» WHAT IS REQUIRED
Records follow. Copy every line with "tests".

#### MATERIALS PROVIDED

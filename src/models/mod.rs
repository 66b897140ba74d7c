pub mod registration_token;
pub mod user;

pub use registration_token::RegistrationToken;
pub use user::User;
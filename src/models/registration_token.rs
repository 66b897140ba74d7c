use chrono::{DateTime, Utc};
use serde::{Deserialize, Serialize};
use sqlx::FromRow;

/// A single-use activation credential tied to one user. The `token` value is
/// opaque; `expires_at` is stored as RFC 3339 text.
#[derive(Debug, Clone, FromRow, Serialize, Deserialize)]
pub struct RegistrationToken {
    pub id: i64,
    pub user_id: i64,
    pub token: String,
    pub expires_at: String,
    pub created_at: Option<String>,
}

impl RegistrationToken {
    /// Whether the token is past its expiration window. A row with an
    /// unparseable timestamp is treated as expired rather than live forever.
    pub fn is_expired(&self) -> bool {
        match DateTime::parse_from_rfc3339(&self.expires_at) {
            Ok(expires_at) => expires_at < Utc::now(),
            Err(_) => true,
        }
    }
}

#[cfg(test)]
mod tests {
    use super::*;
    use chrono::Duration;

    fn token_expiring_at(expires_at: String) -> RegistrationToken {
        RegistrationToken {
            id: 1,
            user_id: 1,
            token: "abc".to_string(),
            expires_at,
            created_at: None,
        }
    }

    #[test]
    fn future_expiry_is_not_expired() {
        let token = token_expiring_at((Utc::now() + Duration::minutes(30)).to_rfc3339());
        assert!(!token.is_expired());
    }

    #[test]
    fn past_expiry_is_expired() {
        let token = token_expiring_at((Utc::now() - Duration::minutes(1)).to_rfc3339());
        assert!(token.is_expired());
    }

    #[test]
    fn garbage_timestamp_counts_as_expired() {
        let token = token_expiring_at("not-a-timestamp".to_string());
        assert!(token.is_expired());
    }
}
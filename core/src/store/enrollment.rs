use super::{date_text, SimStore};
use crate::{
    error::SimResult,
    records::{CourseEnrollment, Enrollment},
    types::{EnrollmentId, StudentId},
};
use rusqlite::{params, Connection};

pub(super) fn insert_enrollments(
    conn: &Connection,
    enrollments: &[Enrollment],
) -> SimResult<usize> {
    let mut stmt = conn.prepare_cached(
        "INSERT INTO enrollments (
            enrollment_id, student_id, term, term_start_date, program, status,
            retained_next_term, class_year, avg_gpa, level, enrollment_type,
            attendance_status, seeking_status, distance_education_status, credit_hours
        ) VALUES (?1, ?2, ?3, ?4, ?5, ?6, ?7, ?8, ?9, ?10, ?11, ?12, ?13, ?14, ?15)",
    )?;
    for e in enrollments {
        stmt.execute(params![
            e.enrollment_id as i64,
            e.student_id as i64,
            &e.term,
            date_text(e.term_start_date),
            &e.program,
            e.status.as_str(),
            e.retained_next_term as i32,
            e.class_year,
            e.avg_gpa,
            &e.level,
            e.enrollment_type.as_str(),
            &e.attendance_status,
            &e.seeking_status,
            &e.distance_education_status,
            e.credit_hours,
        ])?;
    }
    log::debug!("enrollments: inserted {}", enrollments.len());
    Ok(enrollments.len())
}

pub(super) fn insert_course_enrollments(
    conn: &Connection,
    rows: &[CourseEnrollment],
) -> SimResult<usize> {
    let mut stmt = conn.prepare_cached(
        "INSERT INTO course_enrollments (
            course_enrollment_id, enrollment_id, course_id, grade, grade_points
        ) VALUES (?1, ?2, ?3, ?4, ?5)",
    )?;
    for c in rows {
        stmt.execute(params![
            c.course_enrollment_id as i64,
            c.enrollment_id as i64,
            c.course_id as i64,
            &c.grade,
            c.grade_points,
        ])?;
    }
    log::debug!("course_enrollments: inserted {}", rows.len());
    Ok(rows.len())
}

/// One persisted enrollment, as read back for checks and reports.
#[derive(Debug, Clone, PartialEq)]
pub struct EnrollmentRow {
    pub enrollment_id: EnrollmentId,
    pub term: String,
    pub status: String,
    pub class_year: i64,
    pub avg_gpa: f64,
    pub retained_next_term: bool,
}

impl SimStore {
    pub fn enrollments_for_student(&self, student_id: StudentId) -> SimResult<Vec<EnrollmentRow>> {
        let mut stmt = self.conn.prepare(
            "SELECT enrollment_id, term, status, class_year, avg_gpa, retained_next_term
             FROM enrollments WHERE student_id = ?1
             ORDER BY enrollment_id ASC",
        )?;
        let rows = stmt.query_map(params![student_id as i64], |row| {
            Ok(EnrollmentRow {
                enrollment_id: row.get::<_, i64>(0)? as u64,
                term: row.get(1)?,
                status: row.get(2)?,
                class_year: row.get(3)?,
                avg_gpa: row.get(4)?,
                retained_next_term: row.get::<_, i32>(5)? != 0,
            })
        })?;
        rows.collect::<Result<Vec<_>, _>>().map_err(Into::into)
    }

    /// Stored `avg_gpa` next to the credit-weighted GPA recomputed from the
    /// enrollment's course rows and the course catalog.
    pub fn stored_and_recomputed_gpa(&self, enrollment_id: EnrollmentId) -> SimResult<(f64, f64)> {
        let pair = self.conn.query_row(
            "SELECT e.avg_gpa,
                    SUM(ce.grade_points * c.credit_hours) * 1.0 / SUM(c.credit_hours)
             FROM enrollments e
             JOIN course_enrollments ce ON ce.enrollment_id = e.enrollment_id
             JOIN courses c ON c.course_id = ce.course_id
             WHERE e.enrollment_id = ?1
             GROUP BY e.enrollment_id",
            params![enrollment_id as i64],
            |row| Ok((row.get(0)?, row.get(1)?)),
        )?;
        Ok(pair)
    }

    pub fn enrollment_count_for_term(&self, term: &str) -> SimResult<i64> {
        let n = self.conn.query_row(
            "SELECT COUNT(*) FROM enrollments WHERE term = ?1",
            params![term],
            |row| row.get(0),
        )?;
        Ok(n)
    }
}
use crate::{
    calendar::TermPattern,
    error::{SimError, SimResult},
};
use serde::{Deserialize, Serialize};

/// Every knob of a simulation run. All scalars; a JSON file may set any
/// subset of them and the rest keep their defaults.
#[derive(Debug, Clone, Serialize, Deserialize, PartialEq)]
#[serde(default)]
pub struct SimConfig {
    /// Number of terms to simulate.
    pub total_terms: usize,
    /// Calendar year of the first (fall) term.
    pub start_year: i32,
    pub term_pattern: TermPattern,

    /// Base count of first-time freshmen admitted each fall.
    pub new_freshmen_each_fall: u32,
    /// Admitted freshmen vary uniformly by ± this many per fall.
    pub freshman_variation: u32,
    /// Base count of transfer-in / continuing entrants admitted each fall.
    pub new_transfers_each_fall: u32,
    pub transfer_variation: u32,

    pub freshman_to_soph_prob: f64,
    pub soph_to_junior_prob: f64,
    pub junior_to_senior_prob: f64,
    pub senior_grad_prob: f64,

    /// Subtracted from the retention probability of students in the
    /// penalized race/ethnicity category. 0 removes the disparity.
    pub race_penalty_for_retention: f64,
    /// Non-academic attrition: retention probability is capped at
    /// `1 - base_dropout_prob`.
    pub base_dropout_prob: f64,
    /// Per-entrant probability of an IPEDS cohort exclusion.
    pub cohort_exclusion_prob: f64,
    /// Term GPA substituted when a term carries no credit hours.
    pub default_gpa: f64,

    pub random_seed: u64,
    /// Target SQLite file.
    pub db_path: String,
}

impl Default for SimConfig {
    fn default() -> Self {
        Self {
            total_terms: 8,
            start_year: 2019,
            term_pattern: TermPattern::FallOnly,
            new_freshmen_each_fall: 250,
            freshman_variation: 20,
            new_transfers_each_fall: 0,
            transfer_variation: 5,
            freshman_to_soph_prob: 0.80,
            soph_to_junior_prob: 0.85,
            junior_to_senior_prob: 0.90,
            senior_grad_prob: 0.70,
            race_penalty_for_retention: 0.05,
            base_dropout_prob: 0.05,
            cohort_exclusion_prob: 0.02,
            default_gpa: 2.0,
            random_seed: 42,
            db_path: "ipeds_data.db".into(),
        }
    }
}

impl SimConfig {
    /// Load from a JSON file. Missing keys fall back to `Default`.
    pub fn load(path: &str) -> SimResult<Self> {
        let content = std::fs::read_to_string(path)?;
        let config: SimConfig = serde_json::from_str(&content)?;
        config.validate()?;
        Ok(config)
    }

    /// Small, fast configuration for tests: 4 fall terms, 40 freshmen
    /// per fall, everything else at its default.
    pub fn default_test() -> Self {
        Self {
            total_terms: 4,
            new_freshmen_each_fall: 40,
            freshman_variation: 5,
            db_path: ":memory:".into(),
            ..Self::default()
        }
    }

    /// Reject nonsensical parameters before the run starts.
    pub fn validate(&self) -> SimResult<()> {
        if self.total_terms == 0 {
            return Err(SimError::invalid_config("total_terms", "must be at least 1"));
        }
        if !(1900..=9000).contains(&self.start_year) {
            return Err(SimError::invalid_config(
                "start_year",
                format!("{} is outside 1900..=9000", self.start_year),
            ));
        }

        let probabilities = [
            ("freshman_to_soph_prob", self.freshman_to_soph_prob),
            ("soph_to_junior_prob", self.soph_to_junior_prob),
            ("junior_to_senior_prob", self.junior_to_senior_prob),
            ("senior_grad_prob", self.senior_grad_prob),
            ("race_penalty_for_retention", self.race_penalty_for_retention),
            ("base_dropout_prob", self.base_dropout_prob),
            ("cohort_exclusion_prob", self.cohort_exclusion_prob),
        ];
        for (field, p) in probabilities {
            if !p.is_finite() || !(0.0..=1.0).contains(&p) {
                return Err(SimError::invalid_config(field, format!("{p} is not in [0, 1]")));
            }
        }

        if !self.default_gpa.is_finite() || !(0.0..=4.0).contains(&self.default_gpa) {
            return Err(SimError::invalid_config(
                "default_gpa",
                format!("{} is not on the 0.0-4.0 scale", self.default_gpa),
            ));
        }
        if self.db_path.trim().is_empty() {
            return Err(SimError::invalid_config("db_path", "must not be empty"));
        }
        Ok(())
    }
}
//! enrollsim: headless runner for the student population simulator.
//!
//! Usage:
//!   enrollsim --seed 12345 --terms 8 --db ipeds_data.db
//!   enrollsim --config sim.json --term-pattern fall-spring --validate

use anyhow::{bail, Result};
use clap::{Parser, ValueEnum};
use enrollsim_core::{
    calendar::TermPattern,
    config::SimConfig,
    engine::SimEngine,
    records::SimOutput,
    store::{SimStore, WriteReport},
    validate::validate_output,
};
use std::path::PathBuf;

#[derive(Clone, Copy, Debug, ValueEnum)]
enum PatternArg {
    FallOnly,
    FallSpring,
}

impl From<PatternArg> for TermPattern {
    fn from(arg: PatternArg) -> Self {
        match arg {
            PatternArg::FallOnly => TermPattern::FallOnly,
            PatternArg::FallSpring => TermPattern::FallSpring,
        }
    }
}

#[derive(Parser, Debug)]
#[command(name = "enrollsim")]
#[command(version)]
#[command(about = "Synthetic IPEDS-style student population simulator", long_about = None)]
struct Cli {
    /// JSON configuration file; flags below override its values
    #[arg(short, long)]
    config: Option<PathBuf>,

    /// Number of terms to simulate
    #[arg(short, long)]
    terms: Option<usize>,

    /// Calendar year of the first fall term
    #[arg(long)]
    start_year: Option<i32>,

    /// Base number of first-time freshmen admitted each fall
    #[arg(long)]
    freshmen: Option<u32>,

    /// Base number of transfer entrants admitted each fall
    #[arg(long)]
    transfers: Option<u32>,

    #[arg(short, long)]
    seed: Option<u64>,

    /// SQLite file to write (":memory:" for a dry run)
    #[arg(long)]
    db: Option<String>,

    #[arg(long, value_enum)]
    term_pattern: Option<PatternArg>,

    /// Also write the per-term summaries as JSON to this path
    #[arg(long)]
    summary_json: Option<PathBuf>,

    /// Check lifecycle invariants before writing; fail on any violation
    #[arg(long)]
    validate: bool,
}

impl Cli {
    fn resolve_config(&self) -> Result<SimConfig> {
        let mut config = match &self.config {
            Some(path) => SimConfig::load(&path.to_string_lossy())?,
            None => SimConfig::default(),
        };
        if let Some(terms) = self.terms {
            config.total_terms = terms;
        }
        if let Some(year) = self.start_year {
            config.start_year = year;
        }
        if let Some(n) = self.freshmen {
            config.new_freshmen_each_fall = n;
        }
        if let Some(n) = self.transfers {
            config.new_transfers_each_fall = n;
        }
        if let Some(seed) = self.seed {
            config.random_seed = seed;
        }
        if let Some(db) = &self.db {
            config.db_path = db.clone();
        }
        if let Some(pattern) = self.term_pattern {
            config.term_pattern = pattern.into();
        }
        config.validate()?;
        Ok(config)
    }
}

fn main() -> Result<()> {
    env_logger::init();
    let cli = Cli::parse();
    let config = cli.resolve_config()?;

    println!("enrollsim: student population simulator");
    println!("  seed:        {}", config.random_seed);
    println!("  terms:       {} ({:?})", config.total_terms, config.term_pattern);
    println!("  start year:  {}", config.start_year);
    println!("  db:          {}", config.db_path);
    println!();

    let engine = SimEngine::new(config.clone())?;
    let catalog = engine.catalog().clone();
    let output = engine.run()?;

    if cli.validate {
        let violations = validate_output(&output, &catalog, config.total_terms);
        if !violations.is_empty() {
            for v in violations.iter().take(20) {
                eprintln!("  {v}");
            }
            bail!("{} lifecycle violations; nothing written", violations.len());
        }
        log::info!("validation passed");
    }

    let mut store = SimStore::open(&config.db_path)?;
    store.migrate()?;
    store.seed_course_catalog(&catalog)?;
    let run_id = format!("run-{}-{}", config.random_seed, unix_seconds());
    // Run record, rows and integrity check commit together or not at all.
    let version = env!("CARGO_PKG_VERSION");
    let written = store.bulk_write_run(&run_id, &config, version, &output)?;

    if let Some(path) = &cli.summary_json {
        std::fs::write(path, serde_json::to_string_pretty(&output.term_summaries)?)?;
    }

    print_summary(&store, &run_id, &config, &output, &written)?;
    Ok(())
}

fn print_summary(
    store: &SimStore,
    run_id: &str,
    config: &SimConfig,
    output: &SimOutput,
    written: &WriteReport,
) -> Result<()> {
    println!("=== RUN SUMMARY ===");
    println!("  run_id:             {run_id}");
    println!("  students:           {}", written.students);
    println!("  enrollments:        {}", written.enrollments);
    println!("  course enrollments: {}", written.course_enrollments);
    println!("  completions:        {}", written.completions);
    println!("  cohort rows:        {}", written.cohorts);

    println!();
    println!("=== TERMS ===");
    for t in &output.term_summaries {
        println!(
            "  {:<12} | new {:>4} | enrolled {:>5} | grad {:>4} | withdrew {:>4} | GPA {:.2}",
            t.term, t.entrants, t.enrolled, t.graduated, t.withdrawn, t.mean_gpa
        );
    }

    println!();
    println!("=== COHORT RETENTION (fall to fall) ===");
    let last_cohort_year = config.start_year + (config.total_terms as i32 - 1);
    let mut any = false;
    for year in config.start_year..=last_cohort_year {
        let r = store.cohort_retention(year)?;
        for (attendance, counts) in [("FT", r.full_time), ("PT", r.part_time)] {
            if counts.cohort == 0 {
                continue;
            }
            any = true;
            match counts.rate() {
                Some(rate) => println!(
                    "  Fall {year} {attendance} | cohort {:>4} | excluded {:>3} | \
                     retained {:>4} | {rate:.1}%",
                    counts.cohort, counts.exclusions, counts.retained_or_completed
                ),
                None => println!(
                    "  Fall {year} {attendance} | cohort {:>4} | all excluded",
                    counts.cohort
                ),
            }
        }
    }
    if !any {
        println!("  (No first-time cohorts)");
    }

    let awards = store.completions_by_award()?;
    if !awards.is_empty() {
        println!();
        println!("=== COMPLETIONS BY AWARD ===");
        for (award, n) in awards {
            println!("  {award:<24} {n}");
        }
    }
    Ok(())
}

fn unix_seconds() -> u64 {
    use std::time::{SystemTime, UNIX_EPOCH};
    SystemTime::now()
        .duration_since(UNIX_EPOCH)
        .map(|d| d.as_secs())
        .unwrap_or(0)
}
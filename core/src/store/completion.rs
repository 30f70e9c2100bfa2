use super::{date_text, SimStore};
use crate::{error::SimResult, records::Completion, types::StudentId};
use rusqlite::{params, Connection};

pub(super) fn insert_completions(
    conn: &Connection,
    completions: &[Completion],
) -> SimResult<usize> {
    let mut stmt = conn.prepare_cached(
        "INSERT INTO completions (
            completion_id, student_id, award_type, cip_code, completion_date
        ) VALUES (?1, ?2, ?3, ?4, ?5)",
    )?;
    for c in completions {
        stmt.execute(params![
            c.completion_id as i64,
            c.student_id as i64,
            &c.award_type,
            &c.cip_code,
            date_text(c.completion_date),
        ])?;
    }
    log::debug!("completions: inserted {}", completions.len());
    Ok(completions.len())
}

impl SimStore {
    pub fn completion_count_for_student(&self, student_id: StudentId) -> SimResult<i64> {
        let n = self.conn.query_row(
            "SELECT COUNT(*) FROM completions WHERE student_id = ?1",
            params![student_id as i64],
            |row| row.get(0),
        )?;
        Ok(n)
    }

    /// (award type, count), most frequent first.
    pub fn completions_by_award(&self) -> SimResult<Vec<(String, i64)>> {
        let mut stmt = self.conn.prepare(
            "SELECT award_type, COUNT(*) AS n FROM completions
             GROUP BY award_type ORDER BY n DESC, award_type ASC",
        )?;
        let rows = stmt.query_map([], |row| Ok((row.get(0)?, row.get(1)?)))?;
        rows.collect::<Result<Vec<_>, _>>().map_err(Into::into)
    }
}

########

» REPLY TO THE EXERCISE
mod tests {
    /// Small, fast configuration for tests: 4 fall terms, 40 freshmen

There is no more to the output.